The isolated DNA fragments were cloned into pMD19-T Vector (Takara Co., Japan). Plasmid DNA was transformed into Escherichia coli competent cells JM109 (Takara Co., Japan). Bacteria were incubated in LB medium for 1 h at 37 °C, then plated onto LB plates containing ampicillin (50 μg/ml), X-gal (20 μg/cm2) and IPTG (20 μg/cm2) and incubated for 14 h at 37 °C. Five positive plasmid clones (white colony) were selected and identified by PCR amplification of the inserts using the Hpa24 primers. Sequence analysis was implemented by 3730 genetic analyzer (Applied Biosystems, USA). After the Hpa24 primers were removed from the obtained sequences, homology analysis of these sequences was performed by Basic Local Alignment Search Tool (BLAST) available at NCBI Website (http://www.ncbi.nlm.nih.gov/BLAST/). CpG island located in sequence of each isolated fragment was reported with the NEWCPGREPORT program available at EMBOSS website (http://emboss.bioinformatics.nl/). Promoter region located in sequence of each isolated fragment was predicted with the PROSCAN programs available at the website of Advanced Biosciences Computing Center (http://www-bimas.cit.nih.gov/molbio/proscan/).

Validation of methylation

In order to validate variant methylation of the isolated fragments, methylation degree of these fragments was roughly quantified by bisulfite sequencing in the same samples (ten senior donors and ten junior donors) used for MS-RDA and other independent samples (ten senior donors and ten junior donors).

Genomic DNA (2 μg) from each donor was subjected to bisulfite modification by using the EZ DNA Methylation kit (Zymo Research, CA). Each isolated fragment was amplified with designed primers, cloned into pMD19-T Vector, and sequenced as described above by 3730 genetic analyzer (Applied Biosystems, USA). For each donor, ten cloned segments of each isolated fragment were sequenced, and the methylated fraction of each CpG averaged across the ten cloned segments. The methylated degree of each CpG in each group was presented as the average methylated fraction of 20 donors, thus each value represents a total of 200 determinations. Difference comparison among individuals of the same group for methylation of each CpG was determined with single factor variance analysis. Intergroup difference for methylation of each CpG was analyzed by group t test. The CpG sites in every fragment that show obvious differential methylation between the senior and the junior were selected to identify their correlation with age.
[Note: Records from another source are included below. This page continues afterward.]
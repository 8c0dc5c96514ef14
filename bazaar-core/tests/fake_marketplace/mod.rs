//! An in-memory marketplace used to observe what the walkthrough sends.
//!
//! Every call is written to a [`Journal`] before it is served, and any method can be
//! told to fail with a given status.
#![allow(dead_code)]

use bazaar_core::pb::{
    CancelOrderRequest, CancelOrderResponse, GetUserRequest, Listing, ListingCreate,
    ListingsRequest, ListingsResponse, LoginResponse, Order, OrderCreate, OrdersRequest,
    OrdersResponse, Pagination, UpdateOrderStatusRequest, User, UserCreate, UserLogin,
};
use bazaar_proto::{
    ListingService, ListingServiceServer, OrderService, OrderServiceServer, SessionService,
    SessionServiceServer, UserService, UserServiceServer,
};
use std::collections::HashMap;
use std::sync::{Arc, Mutex};
use tonic::service::Routes;
use tonic::transport::Server;
use tonic::{Request, Response, Status};

pub const FIRST_USER_ID: i32 = 1;
pub const FIRST_LISTING_ID: i32 = 100;
pub const FIRST_ORDER_ID: i32 = 500;

/// Everything the fake received, in arrival order.
#[derive(Debug, Clone, Default)]
pub struct Journal {
    pub calls: Vec<&'static str>,
    pub authorization: Vec<(&'static str, Option<String>)>,
    pub ordered_listing_ids: Vec<i32>,
    pub status_updates: Vec<(i32, String)>,
    pub cancelled_order_ids: Vec<i32>,
}

#[derive(Debug, Default)]
struct State {
    journal: Journal,
    failures: HashMap<&'static str, Status>,
    omit_pagination: bool,
    token: Option<String>,
    users: Vec<(User, String)>,
    listings: Vec<Listing>,
    orders: Vec<Order>,
}

#[derive(Debug, Clone, Default)]
pub struct FakeMarketplace {
    state: Arc<Mutex<State>>,
}

impl FakeMarketplace {
    pub fn new() -> Self {
        Self::default()
    }

    /// Makes `method` (e.g. `"CreateOrder"`) fail with `status`.
    pub fn fail_on(self, method: &'static str, status: Status) -> Self {
        self.state.lock().unwrap().failures.insert(method, status);
        self
    }

    /// Answers `GetOrders` without pagination.
    pub fn omit_pagination(self) -> Self {
        self.state.lock().unwrap().omit_pagination = true;
        self
    }

    /// Hands out `token` from `Login` instead of the generated one.
    pub fn with_token(self, token: &str) -> Self {
        self.state.lock().unwrap().token = Some(token.to_string());
        self
    }

    pub fn journal(&self) -> Journal {
        self.state.lock().unwrap().journal.clone()
    }

    pub fn routes(&self) -> Routes {
        Routes::new(UserServiceServer::new(self.clone()))
            .add_service(SessionServiceServer::new(self.clone()))
            .add_service(ListingServiceServer::new(self.clone()))
            .add_service(OrderServiceServer::new(self.clone()))
    }

    /// Serves the fake over a real TCP listener and returns its URL.
    pub async fn spawn(&self) -> String {
        let listener = tokio::net::TcpListener::bind("127.0.0.1:0").await.unwrap();
        let addr = listener.local_addr().unwrap();
        let fake = self.clone();

        tokio::spawn(async move {
            Server::builder()
                .add_service(UserServiceServer::new(fake.clone()))
                .add_service(SessionServiceServer::new(fake.clone()))
                .add_service(ListingServiceServer::new(fake.clone()))
                .add_service(OrderServiceServer::new(fake))
                .serve_with_incoming(tokio_stream::wrappers::TcpListenerStream::new(listener))
                .await
                .unwrap();
        });

        format!("http://{}", addr)
    }

    fn enter<T>(&self, method: &'static str, request: &Request<T>) -> Result<(), Status> {
        let authorization = request
            .metadata()
            .get("authorization")
            .and_then(|value| value.to_str().ok())
            .map(str::to_string);

        let mut state = self.state.lock().unwrap();
        state.journal.calls.push(method);
        state.journal.authorization.push((method, authorization));

        match state.failures.get(method) {
            Some(status) => Err(status.clone()),
            None => Ok(()),
        }
    }
}

#[tonic::async_trait]
impl UserService for FakeMarketplace {
    async fn create_user(&self, request: Request<UserCreate>) -> Result<Response<User>, Status> {
        self.enter("CreateUser", &request)?;
        let req = request.into_inner();

        let mut state = self.state.lock().unwrap();
        if state.users.iter().any(|(user, _)| user.email == req.email) {
            return Err(Status::already_exists("Email already exists"));
        }

        let user = User {
            id: FIRST_USER_ID + state.users.len() as i32,
            username: req.username,
            email: req.email,
            created_at: None,
        };
        state.users.push((user.clone(), req.password));

        Ok(Response::new(user))
    }

    async fn get_user(&self, request: Request<GetUserRequest>) -> Result<Response<User>, Status> {
        self.enter("GetUser", &request)?;
        let id = request.into_inner().id;

        let state = self.state.lock().unwrap();
        state
            .users
            .iter()
            .find(|(user, _)| user.id == id)
            .map(|(user, _)| Response::new(user.clone()))
            .ok_or_else(|| Status::not_found("User not found"))
    }
}

#[tonic::async_trait]
impl SessionService for FakeMarketplace {
    async fn login(
        &self,
        request: Request<UserLogin>,
    ) -> Result<Response<LoginResponse>, Status> {
        self.enter("Login", &request)?;
        let req = request.into_inner();

        let state = self.state.lock().unwrap();
        let (user, _) = state
            .users
            .iter()
            .find(|(user, password)| user.email == req.email && *password == req.password)
            .ok_or_else(|| Status::unauthenticated("Invalid credentials"))?;

        let token = state
            .token
            .clone()
            .unwrap_or_else(|| format!("fake-session-token-for-user-{}", user.id));

        Ok(Response::new(LoginResponse { token }))
    }

    async fn logout(&self, request: Request<()>) -> Result<Response<()>, Status> {
        self.enter("Logout", &request)?;
        Ok(Response::new(()))
    }
}

#[tonic::async_trait]
impl ListingService for FakeMarketplace {
    async fn create_listing(
        &self,
        request: Request<ListingCreate>,
    ) -> Result<Response<Listing>, Status> {
        self.enter("CreateListing", &request)?;
        let req = request.into_inner();

        let mut state = self.state.lock().unwrap();
        let listing = Listing {
            id: FIRST_LISTING_ID + state.listings.len() as i32,
            title: req.title,
            description: req.description,
            price: req.price,
            category: req.category,
            condition: req.condition,
            location: req.location,
            images: Vec::new(),
            user_id: FIRST_USER_ID,
            created_at: None,
            updated_at: None,
        };
        state.listings.push(listing.clone());

        Ok(Response::new(listing))
    }

    async fn get_listings(
        &self,
        request: Request<ListingsRequest>,
    ) -> Result<Response<ListingsResponse>, Status> {
        self.enter("GetListings", &request)?;
        let req = request.into_inner();

        let state = self.state.lock().unwrap();
        let listings = state
            .listings
            .iter()
            .filter(|l| l.title.to_lowercase().contains(&req.search.to_lowercase()))
            .filter(|l| req.price_min <= 0.0 || l.price >= req.price_min)
            .filter(|l| req.price_max <= 0.0 || l.price <= req.price_max)
            .cloned()
            .collect();

        Ok(Response::new(ListingsResponse { listings }))
    }
}

#[tonic::async_trait]
impl OrderService for FakeMarketplace {
    async fn create_order(&self, request: Request<OrderCreate>) -> Result<Response<Order>, Status> {
        self.enter("CreateOrder", &request)?;
        let req = request.into_inner();

        let mut state = self.state.lock().unwrap();
        state.journal.ordered_listing_ids.push(req.listing_id);

        let price = state
            .listings
            .iter()
            .find(|l| l.id == req.listing_id)
            .map(|l| l.price)
            .ok_or_else(|| Status::not_found("Listing not found"))?;

        let order = Order {
            id: FIRST_ORDER_ID + state.orders.len() as i32,
            user_id: FIRST_USER_ID,
            listing_id: req.listing_id,
            quantity: req.quantity,
            total_price: price * f64::from(req.quantity),
            status: "pending".to_string(),
            shipping_address: req.shipping_address,
            buyer_notes: req.buyer_notes,
            ..Order::default()
        };
        state.orders.push(order.clone());

        Ok(Response::new(order))
    }

    async fn get_orders(
        &self,
        request: Request<OrdersRequest>,
    ) -> Result<Response<OrdersResponse>, Status> {
        self.enter("GetOrders", &request)?;
        let req = request.into_inner();

        let state = self.state.lock().unwrap();
        let limit = if req.limit <= 0 { 10 } else { req.limit };
        let total = state.orders.len() as i32;
        let pagination = Pagination {
            total,
            pages: (total + limit - 1) / limit,
        };

        Ok(Response::new(OrdersResponse {
            orders: state.orders.clone(),
            pagination: (!state.omit_pagination).then_some(pagination),
        }))
    }

    async fn update_order_status(
        &self,
        request: Request<UpdateOrderStatusRequest>,
    ) -> Result<Response<Order>, Status> {
        self.enter("UpdateOrderStatus", &request)?;
        let req = request.into_inner();

        let mut state = self.state.lock().unwrap();
        state
            .journal
            .status_updates
            .push((req.id, req.status.clone()));

        let order = state
            .orders
            .iter_mut()
            .find(|o| o.id == req.id)
            .ok_or_else(|| Status::not_found("Order not found"))?;
        order.status = req.status;

        Ok(Response::new(order.clone()))
    }

    async fn cancel_order(
        &self,
        request: Request<CancelOrderRequest>,
    ) -> Result<Response<CancelOrderResponse>, Status> {
        self.enter("CancelOrder", &request)?;
        let req = request.into_inner();

        let mut state = self.state.lock().unwrap();
        state.journal.cancelled_order_ids.push(req.id);

        let order = state
            .orders
            .iter_mut()
            .find(|o| o.id == req.id)
            .ok_or_else(|| Status::not_found("Order not found"))?;
        order.status = "cancelled".to_string();
        order.cancel_reason = req.cancel_reason;

        Ok(Response::new(CancelOrderResponse {
            message: "Order cancelled successfully".to_string(),
            order: Some(order.clone()),
        }))
    }
}
//! Per-cell derivation of resources, huts, and land value
//!
//! Resources and huts follow a fixed positional pattern over 4x4 blocks,
//! shifted by a per-generator seed.

use super::climate::Biomes;
use crate::world::biome::{Biome, BiomeType};
use crate::world::point::{Point, BIG_FAT_CROSS_WITH_CENTRE, HEIGHT};

/// Land value of sites that are not worth settling
pub const UNSETTLEABLE: u8 = 0;
/// Lowest land value a settleable site can have
pub const MIN_LAND_VALUE: u8 = 8;
/// Highest land value
pub const MAX_LAND_VALUE: u8 = 15;

/// Positional placement pattern
#[derive(Debug, Clone, Copy, PartialEq, Eq)]
pub struct Placement {
    seed: i32,
}

impl Placement {
    pub fn new(seed: i32) -> Self {
        Self { seed }
    }

    pub fn seed(&self) -> i32 {
        self.seed
    }

    /// Pattern slot of a point within its 4x4 block, and the block's target slot
    fn slots(&self, Point { x, y }: Point, offset: i32) -> (i32, i32) {
        let slot = ((x & 3) << 2) + (y & 3);
        let target = (x >> 2) * 13 + (y >> 2) * 11 + self.seed + offset;
        (slot, target)
    }

    fn near_pole(y: i32) -> bool {
        y <= 1 || y >= HEIGHT - 2
    }

    pub fn has_resource(&self, p: Point, biome: BiomeType) -> bool {
        if Self::near_pole(p.y) {
            return false;
        }
        match biome {
            BiomeType::Grassland | BiomeType::Rivers => matches!((p.x + p.y) % 4, 0 | 3),
            _ => {
                let (slot, target) = self.slots(p, 0);
                slot == target & 0xF
            }
        }
    }

    pub fn has_hut(&self, p: Point, biome: BiomeType) -> bool {
        if Self::near_pole(p.y) || biome == BiomeType::Ocean {
            return false;
        }
        let (slot, target) = self.slots(p, 8);
        slot == target & 0x1F
    }

    /// Settlement desirability of `p`, in `{0} ∪ [8, 15]`
    pub fn calc_land_value(&self, biomes: &Biomes, p: Point) -> u8 {
        let biome = biomes.get(p);
        if !biome.is_settleable() {
            return UNSETTLEABLE;
        }

        let weights = biomes.each_relative(p, &BIG_FAT_CROSS_WITH_CENTRE, |kind, q| {
            let resource = self.has_resource(q, kind);
            let score = Biome::new(kind);
            let value = if resource && matches!(kind, BiomeType::Grassland | BiomeType::Rivers) {
                2 + score.score(false)
            } else {
                score.score(resource)
            };
            let (dx, dy) = p.delta(q);
            if dx == 0 && dy == 0 {
                value * 4
            } else if dx.abs() <= 1 && dy.abs() <= 1 {
                value * 2
            } else {
                value
            }
        });
        let mut total: i32 = weights.into_iter().sum();

        if !self.has_resource(p, biome) && matches!(biome, BiomeType::Grassland | BiomeType::Rivers) {
            total -= 16;
        }
        total -= 120;
        if total < 0 {
            return MIN_LAND_VALUE;
        }

        let scaled = (total / 8).clamp(1, 15) / 2;
        MIN_LAND_VALUE + scaled as u8
    }
}
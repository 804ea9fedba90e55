//! Output format selection and terminal colour detection

use std::env;

use clap::ValueEnum;

/// Available output formats
#[derive(Debug, Clone, Copy, PartialEq, Eq, Default, ValueEnum)]
pub enum OutputFormat {
    /// Glyph per tile, row by row
    #[default]
    Ascii,

    /// Tile, continent and generation counts
    Summary,

    /// Summary as JSON
    Json,
}

impl OutputFormat {
    /// Get a human-readable name
    pub fn name(&self) -> &'static str {
        match self {
            OutputFormat::Ascii => "ASCII",
            OutputFormat::Summary => "Summary",
            OutputFormat::Json => "JSON",
        }
    }

    /// Check if this format can carry colour escapes
    pub fn supports_color(&self) -> bool {
        matches!(self, OutputFormat::Ascii)
    }
}

/// Check if the terminal should receive colour escapes
pub fn color_supported() -> bool {
    // https://no-color.org
    if env::var_os("NO_COLOR").is_some_and(|v| !v.is_empty()) {
        return false;
    }

    if let Ok(term) = env::var("TERM") {
        if term == "dumb" {
            return false;
        }
    }

    true
}
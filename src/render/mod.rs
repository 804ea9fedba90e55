//! World preview output
//!
//! Supports multiple output formats:
//! - ASCII: one glyph per tile, optionally coloured
//! - Summary: human-readable counts
//! - JSON: the same summary, machine-readable

pub mod ascii;
pub mod mode;
pub mod summary;

pub use ascii::{render_ascii, write_ascii};
pub use mode::{color_supported, OutputFormat};
pub use summary::{ContinentSummary, WorldSummary};
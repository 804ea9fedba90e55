//! Start site selection
//!
//! Random search for a good first settlement. Requirements relax the longer
//! the search runs and the later the game turn.

use rand::rngs::StdRng;

use super::biome::BiomeType;
use super::generation::irand;
use super::map::World;
use super::point::{Point, HEIGHT, WIDTH};

/// Cells sampled before giving up
pub const START_SEARCH_TRIES: i32 = 2000;

/// Pick a start position, or `None` if no sample qualified
pub fn find_start_position(world: &World, rng: &mut StdRng, turn: u32) -> Option<Point> {
    let min_fertile = 32 - (turn / 16) as i32;

    for i in 0..START_SEARCH_TRIES {
        let p = Point::new(irand(rng, WIDTH), irand(rng, HEIGHT));
        let tile = world.get(p.x, p.y);
        if tile.is_ocean() {
            continue;
        }
        if (tile.land_value as i32) < 12 - i / 32 {
            continue;
        }
        if fertile_tiles(world, p) < min_fertile {
            continue;
        }
        if tile.hut {
            continue;
        }
        log::debug!("Start position {:?} found after {} tries", p, i + 1);
        return Some(p);
    }

    log::warn!("No suitable start position found");
    None
}

/// Plains, grassland and river tiles on the continent containing `p`
fn fertile_tiles(world: &World, p: Point) -> i32 {
    let mut count = 0;
    world.each_in_continent(p, |tile| {
        if matches!(tile.kind(), BiomeType::Plains | BiomeType::Grassland | BiomeType::Rivers) {
            count += 1;
        }
    });
    count
}
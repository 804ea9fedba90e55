//! Grid coordinates and toroidal addressing
//!
//! The map wraps horizontally; the poles are hard edges.

use serde::{Deserialize, Serialize};

/// Map width in tiles
pub const WIDTH: i32 = 80;
/// Map height in tiles
pub const HEIGHT: i32 = 50;
/// Total number of tiles on the map
pub const TILE_COUNT: usize = (WIDTH * HEIGHT) as usize;

/// Orthogonal neighbours: north, east, south, west
pub const DIRECTIONS: [(i32, i32); 4] = [(0, -1), (1, 0), (0, 1), (-1, 0)];

/// Diagonal neighbours
pub const DIAGONALS: [(i32, i32); 4] = [(-1, -1), (-1, 1), (1, -1), (1, 1)];

/// All 8 neighbours, clockwise from north. Even indices are orthogonal.
pub const NEIGHBOURS: [(i32, i32); 8] = [
    (0, -1),
    (1, -1),
    (1, 0),
    (1, 1),
    (0, 1),
    (-1, 1),
    (-1, 0),
    (-1, -1),
];

/// The 20-cell work radius around a settlement site (5x5 minus corners and centre)
#[rustfmt::skip]
pub const BIG_FAT_CROSS: [(i32, i32); 20] = [
    (-2, -1), (-2, 0), (-2, 1),
    (-1, -2), (-1, -1), (-1, 0), (-1, 1), (-1, 2),
    (0, -2), (0, -1), (0, 1), (0, 2),
    (1, -2), (1, -1), (1, 0), (1, 1), (1, 2),
    (2, -1), (2, 0), (2, 1),
];

/// [`BIG_FAT_CROSS`] with the centre cell first
#[rustfmt::skip]
pub const BIG_FAT_CROSS_WITH_CENTRE: [(i32, i32); 21] = [
    (0, 0),
    (-2, -1), (-2, 0), (-2, 1),
    (-1, -2), (-1, -1), (-1, 0), (-1, 1), (-1, 2),
    (0, -2), (0, -1), (0, 1), (0, 2),
    (1, -2), (1, -1), (1, 0), (1, 1), (1, 2),
    (2, -1), (2, 0), (2, 1),
];

/// A tile coordinate
#[derive(Debug, Clone, Copy, PartialEq, Eq, Hash, Default, Serialize, Deserialize)]
pub struct Point {
    pub x: i32,
    pub y: i32,
}

impl Point {
    pub const fn new(x: i32, y: i32) -> Self {
        Self { x, y }
    }

    /// Offset by a delta without any wrapping
    #[inline]
    pub fn offset(self, (dx, dy): (i32, i32)) -> Self {
        Self::new(self.x + dx, self.y + dy)
    }

    /// True if the point lies on the grid without wrapping
    #[inline]
    pub fn in_bounds(self) -> bool {
        self.x >= 0 && self.x < WIDTH && self.y >= 0 && self.y < HEIGHT
    }

    /// Wrap x around the seam and clamp y to the poles
    #[inline]
    pub fn wrapped(self) -> Self {
        Self::new(self.x.rem_euclid(WIDTH), self.y.clamp(0, HEIGHT - 1))
    }

    /// Row-major index. Only meaningful for in-bounds points.
    #[inline]
    pub fn index(self) -> usize {
        (self.y * WIDTH + self.x) as usize
    }

    /// Inverse of [`Point::index`]
    #[inline]
    pub fn from_index(idx: usize) -> Self {
        let idx = idx as i32;
        Self::new(idx % WIDTH, idx / WIDTH)
    }

    /// Shortest displacement to `other`, taking the seam into account
    pub fn delta(self, other: Point) -> (i32, i32) {
        (delta_x(self.x, other.x), other.y - self.y)
    }

    /// Chebyshev distance on the torus
    pub fn distance(self, other: Point) -> i32 {
        let (dx, dy) = self.delta(other);
        dx.abs().max(dy.abs())
    }
}

impl From<(i32, i32)> for Point {
    fn from((x, y): (i32, i32)) -> Self {
        Self::new(x, y)
    }
}

/// Shortest signed horizontal distance from `x1` to `x2` on the torus
pub fn delta_x(x1: i32, x2: i32) -> i32 {
    let direct = x2 - x1;
    let west = direct - WIDTH;
    let east = direct + WIDTH;
    [west, east]
        .into_iter()
        .fold(direct, |best, d| if d.abs() < best.abs() { d } else { best })
}

/// Iterate every grid point in row-major order
pub fn each_point() -> impl Iterator<Item = Point> {
    (0..HEIGHT).flat_map(|y| (0..WIDTH).map(move |x| Point::new(x, y)))
}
Quantitative analysis of age-associated methylation

To identify the CpG sites which reveal a continuous age-associated hyper- or hypomethylation, Sequenom MassARRAY® analysis was used to quantify the methylation status of the isolated age-associated methylation fragments in 65 independent donors (age range, 11–72 years). Sequenom MassARRAY analysis utilizes mass spectrometry (MS) for the detection and quantitative analysis of DNA methylation using Homogeneous MassCLEAVE (hMC) base-specific cleavage and matrix-assisted laser desorption/ionization time-of-flight (MALDITOF) MS [32].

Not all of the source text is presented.